#### Exercise prompt:
Each line below that includes the word "available" is to be reported.

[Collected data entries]
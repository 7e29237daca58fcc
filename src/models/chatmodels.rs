// models/chatmodels.rs
use chrono::{DateTime, Utc};
use serde::{Deserialize, Serialize};
use uuid::Uuid;

#[derive(Debug, Serialize, Deserialize, Clone, Copy, sqlx::Type, PartialEq, Eq)]
#[sqlx(type_name = "message_type", rename_all = "snake_case")]
#[serde(rename_all = "snake_case")]
pub enum MessageType {
    Text,
    Offer,
    Delivery,
    Revision,
    System,
}

#[derive(Debug, Serialize, Deserialize, Clone, sqlx::FromRow)]
pub struct Conversation {
    pub id: Uuid,
    pub client_id: Uuid,
    pub freelancer_id: Uuid,
    pub product_id: Option<i64>,
    pub last_message_at: Option<DateTime<Utc>>,
    pub created_at: DateTime<Utc>,
}

impl Conversation {
    pub fn new(client_id: Uuid, freelancer_id: Uuid, product_id: Option<i64>) -> Self {
        Self {
            id: Uuid::new_v4(),
            client_id,
            freelancer_id,
            product_id,
            last_message_at: None,
            created_at: Utc::now(),
        }
    }

    pub fn is_party(&self, user_id: Uuid) -> bool {
        self.client_id == user_id || self.freelancer_id == user_id
    }
}

#[derive(Debug, Serialize, Deserialize, Clone, sqlx::FromRow)]
pub struct Message {
    pub id: Uuid,
    pub conversation_id: Uuid,
    pub sender_id: Uuid,
    #[sqlx(rename = "type")]
    #[serde(rename = "type")]
    pub message_type: MessageType,
    pub text: String,
    pub is_read: bool,
    pub created_at: DateTime<Utc>,
}

impl Message {
    pub fn new(conversation_id: Uuid, sender_id: Uuid, message_type: MessageType, text: String) -> Self {
        Self {
            id: Uuid::new_v4(),
            conversation_id,
            sender_id,
            message_type,
            text,
            is_read: false,
            created_at: Utc::now(),
        }
    }
}
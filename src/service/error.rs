use axum::http::StatusCode;
use thiserror::Error;

use crate::error::HttpError;

#[derive(Error, Debug)]
pub enum ServiceError {
    #[error("Validation error: {0}")]
    Validation(String),

    #[error("{0}")]
    Unauthorized(String),

    #[error("{0}")]
    NotFound(String),

    #[error("{0}")]
    Conflict(String),

    #[error("Insufficient funds: required {required}, available {available}")]
    InsufficientFunds { required: i64, available: i64 },

    #[error("Payment gateway error: {0}")]
    Gateway(String),

    #[error("Database error: {0}")]
    Database(#[from] sqlx::Error),
}

impl ServiceError {
    pub fn validation(message: impl Into<String>) -> Self {
        ServiceError::Validation(message.into())
    }

    pub fn unauthorized(message: impl Into<String>) -> Self {
        ServiceError::Unauthorized(message.into())
    }

    pub fn not_found(message: impl Into<String>) -> Self {
        ServiceError::NotFound(message.into())
    }

    pub fn conflict(message: impl Into<String>) -> Self {
        ServiceError::Conflict(message.into())
    }

    pub fn gateway(message: impl Into<String>) -> Self {
        ServiceError::Gateway(message.into())
    }

    /// Gateway failures are transient; everything else needs a changed request.
    pub fn is_retryable(&self) -> bool {
        matches!(self, ServiceError::Gateway(_))
    }

    pub fn status_code(&self) -> StatusCode {
        match self {
            ServiceError::Validation(_) => StatusCode::BAD_REQUEST,
            ServiceError::Unauthorized(_) => StatusCode::FORBIDDEN,
            ServiceError::NotFound(_) => StatusCode::NOT_FOUND,
            ServiceError::Conflict(_) => StatusCode::CONFLICT,
            ServiceError::InsufficientFunds { .. } => StatusCode::PAYMENT_REQUIRED,
            ServiceError::Gateway(_) => StatusCode::BAD_GATEWAY,
            ServiceError::Database(_) => StatusCode::INTERNAL_SERVER_ERROR,
        }
    }
}

impl From<ServiceError> for HttpError {
    fn from(error: ServiceError) -> Self {
        match &error {
            // driver errors stay in the logs
            ServiceError::Database(e) => {
                tracing::error!("Database error: {}", e);
                HttpError::server_error("Internal server error")
            }
            _ => HttpError::new(error.to_string(), error.status_code()),
        }
    }
}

#### Task answer:
    #[error("Insufficient funds: required {required}, available {available}")]
    InsufficientFunds { required: i64, available: i64 },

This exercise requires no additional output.